Particulars of a brand new peace plan for Ukraine are rising after officers from the US, Ukraine and its European allies met in Geneva on November 23. They mentioned the 28-point plan offered by Russia and the US the earlier week, which has been broadly criticised as requiring concessions from Kyiv that critics stated could be tantamount to give up.
These two plans, which symbolize the contrasting positions permitted by Ukraine and Russia, are actually being mentioned in Abu Dhabi by officers from the US, Russia and Ukraine.
The plan which emerged from Geneva is reportedly primarily based on a European counter-proposal to the US-Russia plan that had been developed in Miami by US envoy Steve Witkoff and Kirill Dmitriev, head of Russia’s sovereign wealth fund.
Full particulars of the Geneva plan have but to be printed. However reviews recommend that not like the US-Russian plan, it leaves open the door to Nato membership, removes restrictions on the scale of Ukraine’s post-war military, and removes a proposal for an amnesty for warfare crimes dedicated since Russia’s invasion in February 2022.
Probably the most contentious points, together with any territory to be ceded by Kyiv and Ukraine’s future Nato membership – one thing that Russia strongly opposes – will probably be determined by the Ukrainian president, Volodymyr Zelensky, and his US counterpart, Donald Trump. Ukraine is looking for a gathering between Trump and Zelensky inside days to iron out the remaining points.

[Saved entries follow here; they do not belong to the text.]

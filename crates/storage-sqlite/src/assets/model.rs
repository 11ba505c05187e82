//! Database model for assets.

use diesel::prelude::*;

use vnmarket_core::assets::AssetRecord;
use vnmarket_core::errors::{Error, Result};
use vnmarket_market_data::AssetCategory;

use crate::utils::{format_timestamp, parse_timestamp};

#[derive(Queryable, Insertable, Selectable, PartialEq, Debug, Clone)]
#[diesel(table_name = crate::schema::assets)]
#[diesel(check_for_backend(diesel::sqlite::Sqlite))]
pub struct AssetDB {
    pub symbol: String,
    pub name: String,
    pub asset_type: String,
    pub asset_class: String,
    pub asset_sub_class: String,
    pub exchange: String,
    pub currency: String,
    pub data_source: String,
    pub metadata: Option<String>, // JSON text
    pub created_at: String,
    pub updated_at: String,
}

/// Columns rewritten on re-discovery. `created_at` is not among them.
#[derive(AsChangeset, Debug)]
#[diesel(table_name = crate::schema::assets)]
#[diesel(treat_none_as_null = true)]
pub(crate) struct AssetUpdateDB<'a> {
    pub name: &'a str,
    pub asset_type: &'a str,
    pub asset_class: &'a str,
    pub asset_sub_class: &'a str,
    pub exchange: &'a str,
    pub currency: &'a str,
    pub data_source: &'a str,
    pub metadata: Option<&'a str>,
    pub updated_at: &'a str,
}

impl<'a> From<&'a AssetDB> for AssetUpdateDB<'a> {
    fn from(db: &'a AssetDB) -> Self {
        Self {
            name: &db.name,
            asset_type: &db.asset_type,
            asset_class: &db.asset_class,
            asset_sub_class: &db.asset_sub_class,
            exchange: &db.exchange,
            currency: &db.currency,
            data_source: &db.data_source,
            metadata: db.metadata.as_deref(),
            updated_at: &db.updated_at,
        }
    }
}

impl From<&AssetRecord> for AssetDB {
    fn from(record: &AssetRecord) -> Self {
        Self {
            symbol: record.symbol.clone(),
            name: record.name.clone(),
            asset_type: record.category.as_str().to_string(),
            asset_class: record.asset_class.clone(),
            asset_sub_class: record.asset_sub_class.clone(),
            exchange: record.exchange.clone(),
            currency: record.currency.clone(),
            data_source: record.data_source.clone(),
            metadata: record.metadata.as_ref().map(|m| m.to_string()),
            created_at: format_timestamp(record.created_at),
            updated_at: format_timestamp(record.updated_at),
        }
    }
}

impl TryFrom<AssetDB> for AssetRecord {
    type Error = Error;

    fn try_from(db: AssetDB) -> Result<Self> {
        let category: AssetCategory = db.asset_type.parse().map_err(Error::Validation)?;
        let metadata = match db.metadata.as_deref() {
            Some(raw) if !raw.is_empty() => Some(serde_json::from_str(raw)?),
            _ => None,
        };

        Ok(AssetRecord {
            symbol: db.symbol,
            name: db.name,
            category,
            asset_class: db.asset_class,
            asset_sub_class: db.asset_sub_class,
            exchange: db.exchange,
            currency: db.currency,
            data_source: db.data_source,
            metadata,
            created_at: parse_timestamp(&db.created_at)?,
            updated_at: parse_timestamp(&db.updated_at)?,
        })
    }
}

It’s no shock that neither Ukraine nor its allies in Europe had been pleased with the the US-Russia deal developed by Witkoff and Dmitriev. Other than wanting extra like a plan for Kyiv’s capitulation than a reputable pathway to peace, it presents some critical issues – each authorized and ethical.
Territorial concessions
The 28-point US-Russia proposal suggests Ukraine ought to concede components of Ukraine’s internationally recognised territory together with Crimea, Donetsk and Luhansk, which might then turn out to be internationally recognised as a part of Russia. It additionally requires the frontlines to be frozen in Kherson and Zaporizhzhia, with “de facto recognition” alongside the present line of contact between the 2 armies.
Institute for the Examine of Conflict
This may legitimise acquisition of territory via drive and aggression, and therefore could be in contravention of obligations below Article 2(4) of the UN Constitution, which prohibits the “the risk or use of drive towards the territorial integrity or political independence of any state”.

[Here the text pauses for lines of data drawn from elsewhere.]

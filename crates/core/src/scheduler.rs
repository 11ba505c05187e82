//! Background scheduler for cache maintenance.
//!
//! Runs three independent loops next to request handling:
//! - cleanup: drop expired accelerator entries and purge expired store rows
//! - refresh: keep quotes for popular symbols warm
//! - backfill: extend long histories a few batches per cycle
//!
//! On start it seeds the asset registry, runs one backfill cycle (and
//! optionally warms quotes) after a short delay. Failures are logged and
//! retried on the next cycle.

use std::sync::Arc;
use std::time::Duration;

use log::{debug, info, warn};
use tokio::sync::watch;
use tokio::task::JoinHandle;
use tokio::time::{interval, sleep, MissedTickBehavior};

use crate::config::SchedulerConfig;
use crate::service::MarketCacheServiceTrait;

/// How long `shutdown` waits for the loops before aborting them.
const SHUTDOWN_GRACE: Duration = Duration::from_secs(5);

pub struct BackgroundScheduler {
    shutdown_tx: watch::Sender<bool>,
    handles: Vec<JoinHandle<()>>,
}

impl BackgroundScheduler {
    /// Spawn the warm-up task and the loops.
    pub fn start(service: Arc<dyn MarketCacheServiceTrait>, config: SchedulerConfig) -> Self {
        let (shutdown_tx, shutdown_rx) = watch::channel(false);

        info!(
            "Background scheduler started (cleanup every {}s, refresh every {}s, backfill every {}s)",
            config.cleanup_interval_secs, config.refresh_interval_secs, config.backfill_interval_secs
        );

        let handles = vec![
            tokio::spawn(warm_up(service.clone(), config.clone(), shutdown_rx.clone())),
            tokio::spawn(cleanup_loop(service.clone(), config.clone(), shutdown_rx.clone())),
            tokio::spawn(refresh_loop(service.clone(), config.clone(), shutdown_rx.clone())),
            tokio::spawn(backfill_loop(service, config, shutdown_rx)),
        ];

        Self {
            shutdown_tx,
            handles,
        }
    }

    pub fn is_running(&self) -> bool {
        self.handles.iter().any(|h| !h.is_finished())
    }

    /// Signal the loops to stop and wait for them, aborting stragglers.
    pub async fn shutdown(self) {
        let _ = self.shutdown_tx.send(true);

        for handle in self.handles {
            let abort = handle.abort_handle();
            if tokio::time::timeout(SHUTDOWN_GRACE, handle).await.is_err() {
                warn!("Scheduler task did not stop within {:?}, aborting", SHUTDOWN_GRACE);
                abort.abort();
            }
        }
        info!("Background scheduler stopped");
    }
}

/// Resolves once shutdown has been requested or the sender is gone.
async fn stopped(rx: &mut watch::Receiver<bool>) {
    while !*rx.borrow() {
        if rx.changed().await.is_err() {
            return;
        }
    }
}

async fn warm_up(
    service: Arc<dyn MarketCacheServiceTrait>,
    config: SchedulerConfig,
    mut shutdown: watch::Receiver<bool>,
) {
    tokio::select! {
        _ = sleep(Duration::from_secs(config.startup_delay_secs)) => {}
        _ = stopped(&mut shutdown) => return,
    }

    match service.seed(false).await {
        Ok(report) if report.skipped => debug!("Startup seed skipped, registry already populated"),
        Ok(report) => info!("Startup seed registered {} assets", report.total),
        Err(e) => warn!("Startup seed failed: {}", e),
    }

    run_backfill(service.as_ref()).await;

    if config.warm_quotes_on_start {
        if let Err(e) = service.refresh_quotes(&config.popular_symbols).await {
            warn!("Startup quote warming failed: {}", e);
        }
    }
}

async fn cleanup_loop(
    service: Arc<dyn MarketCacheServiceTrait>,
    config: SchedulerConfig,
    mut shutdown: watch::Receiver<bool>,
) {
    let mut ticker = interval(Duration::from_secs(config.cleanup_interval_secs));
    ticker.set_missed_tick_behavior(MissedTickBehavior::Delay);
    // The first tick completes immediately; skip it
    ticker.tick().await;

    loop {
        tokio::select! {
            _ = ticker.tick() => {}
            _ = stopped(&mut shutdown) => break,
        }

        match service.cleanup().await {
            Ok(report) => debug!("Cleanup cycle removed {} entries", report.total()),
            Err(e) => warn!("Cleanup cycle failed: {}", e),
        }
    }
    debug!("Cleanup loop stopped");
}

async fn refresh_loop(
    service: Arc<dyn MarketCacheServiceTrait>,
    config: SchedulerConfig,
    mut shutdown: watch::Receiver<bool>,
) {
    let regular = Duration::from_secs(config.refresh_interval_secs);
    let retry = Duration::from_secs(config.refresh_retry_secs);
    let mut next = regular;

    loop {
        tokio::select! {
            _ = sleep(next) => {}
            _ = stopped(&mut shutdown) => break,
        }

        next = match service.refresh_quotes(&config.popular_symbols).await {
            Ok(report) if report.failed == 0 => regular,
            Ok(report) => {
                warn!(
                    "Quote refresh had {} failure(s), retrying in {:?}",
                    report.failed, retry
                );
                retry
            }
            Err(e) => {
                warn!("Quote refresh failed: {}, retrying in {:?}", e, retry);
                retry
            }
        };
    }
    debug!("Refresh loop stopped");
}

async fn run_backfill(service: &dyn MarketCacheServiceTrait) {
    match service.backfill_history().await {
        Ok(reports) => {
            for report in reports.iter().filter(|r| r.batches > 0) {
                info!(
                    "Backfill {}: {} batch(es), {} day(s) filled{}",
                    report.symbol,
                    report.batches,
                    report.filled_days,
                    if report.complete { ", complete" } else { "" }
                );
            }
        }
        Err(e) => warn!("Backfill cycle failed: {}", e),
    }
}

async fn backfill_loop(
    service: Arc<dyn MarketCacheServiceTrait>,
    config: SchedulerConfig,
    mut shutdown: watch::Receiver<bool>,
) {
    let mut ticker = interval(Duration::from_secs(config.backfill_interval_secs));
    ticker.set_missed_tick_behavior(MissedTickBehavior::Delay);
    ticker.tick().await;

    loop {
        tokio::select! {
            _ = ticker.tick() => {}
            _ = stopped(&mut shutdown) => break,
        }
        run_backfill(service.as_ref()).await;
    }
    debug!("Backfill loop stopped");
}

#[cfg(test)]
mod tests {
    use super::*;
    use crate::errors::{Error, Result};
    use crate::history::BackfillReport;
    use crate::quotes::CachedQuote;
    use crate::seeder::SeedReport;
    use crate::service::{CleanupReport, RefreshReport, ServiceStats};
    use async_trait::async_trait;
    use chrono::NaiveDate;
    use std::sync::atomic::{AtomicBool, AtomicUsize, Ordering};
    use vnmarket_market_data::{AssetSummary, HistoricalRecord};

    #[derive(Default)]
    struct CountingService {
        seeds: AtomicUsize,
        cleanups: AtomicUsize,
        refreshes: AtomicUsize,
        backfills: AtomicUsize,
        fail_refresh: AtomicBool,
    }

    #[async_trait]
    impl MarketCacheServiceTrait for CountingService {
        async fn get_quote(&self, symbol: &str) -> Result<CachedQuote> {
            Err(Error::NotFound(symbol.to_string()))
        }

        async fn get_history(
            &self,
            _symbol: &str,
            _start: NaiveDate,
            _end: NaiveDate,
        ) -> Result<Vec<HistoricalRecord>> {
            Ok(vec![])
        }

        async fn search(&self, _query: &str) -> Result<Vec<AssetSummary>> {
            Ok(vec![])
        }

        async fn stats(&self) -> Result<ServiceStats> {
            Err(Error::NotFound("stats".to_string()))
        }

        async fn cleanup(&self) -> Result<CleanupReport> {
            self.cleanups.fetch_add(1, Ordering::SeqCst);
            Ok(CleanupReport::default())
        }

        async fn seed(&self, _force_refresh: bool) -> Result<SeedReport> {
            self.seeds.fetch_add(1, Ordering::SeqCst);
            Ok(SeedReport::default())
        }

        async fn refresh_quotes(&self, _symbols: &[String]) -> Result<RefreshReport> {
            self.refreshes.fetch_add(1, Ordering::SeqCst);
            if self.fail_refresh.load(Ordering::SeqCst) {
                return Err(Error::UpstreamUnavailable("down".to_string()));
            }
            Ok(RefreshReport::default())
        }

        async fn backfill_history(&self) -> Result<Vec<BackfillReport>> {
            self.backfills.fetch_add(1, Ordering::SeqCst);
            Ok(vec![])
        }
    }

    fn config() -> SchedulerConfig {
        SchedulerConfig {
            cleanup_interval_secs: 1_800,
            refresh_interval_secs: 3_600,
            refresh_retry_secs: 300,
            startup_delay_secs: 5,
            popular_symbols: vec!["VNM".to_string()],
            warm_quotes_on_start: false,
            backfill_interval_secs: 3_600,
        }
    }

    #[tokio::test(start_paused = true)]
    async fn test_cycles_run_on_their_intervals() {
        let service = Arc::new(CountingService::default());
        let scheduler = BackgroundScheduler::start(service.clone(), config());

        sleep(Duration::from_secs(6)).await;
        assert_eq!(service.seeds.load(Ordering::SeqCst), 1);
        assert_eq!(service.cleanups.load(Ordering::SeqCst), 0);

        sleep(Duration::from_secs(1_800)).await;
        assert_eq!(service.cleanups.load(Ordering::SeqCst), 1);
        assert_eq!(service.refreshes.load(Ordering::SeqCst), 0);

        sleep(Duration::from_secs(1_800)).await;
        assert_eq!(service.cleanups.load(Ordering::SeqCst), 2);
        assert_eq!(service.refreshes.load(Ordering::SeqCst), 1);

        scheduler.shutdown().await;
    }

    #[tokio::test(start_paused = true)]
    async fn test_backfill_runs_after_seed_and_on_its_interval() {
        let service = Arc::new(CountingService::default());
        let scheduler = BackgroundScheduler::start(service.clone(), config());

        sleep(Duration::from_secs(6)).await;
        assert_eq!(service.backfills.load(Ordering::SeqCst), 1);

        sleep(Duration::from_secs(3_600)).await;
        assert_eq!(service.backfills.load(Ordering::SeqCst), 2);

        scheduler.shutdown().await;
    }

    #[tokio::test(start_paused = true)]
    async fn test_failed_refresh_retries_sooner() {
        let service = Arc::new(CountingService::default());
        service.fail_refresh.store(true, Ordering::SeqCst);
        let scheduler = BackgroundScheduler::start(service.clone(), config());

        sleep(Duration::from_secs(3_601)).await;
        assert_eq!(service.refreshes.load(Ordering::SeqCst), 1);

        sleep(Duration::from_secs(300)).await;
        assert_eq!(service.refreshes.load(Ordering::SeqCst), 2);

        scheduler.shutdown().await;
    }

    #[tokio::test(start_paused = true)]
    async fn test_shutdown_stops_loops() {
        let service = Arc::new(CountingService::default());
        let scheduler = BackgroundScheduler::start(service.clone(), config());
        assert!(scheduler.is_running());

        scheduler.shutdown().await;
        assert_eq!(service.seeds.load(Ordering::SeqCst), 0);
    }
}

The illegality of Russia’s invasion in 2022 was underlined in June 2025 when the Council of Europe established a particular tribunal to prosecute senior political and army management “for the crime of aggression towards Ukraine”.
If the territorial concessions detailed within the US-Russia plan had been to be adopted, they might hinder efficient investigation and prosecution of any such crimes of aggression – and thus set a harmful precedent for future conflicts.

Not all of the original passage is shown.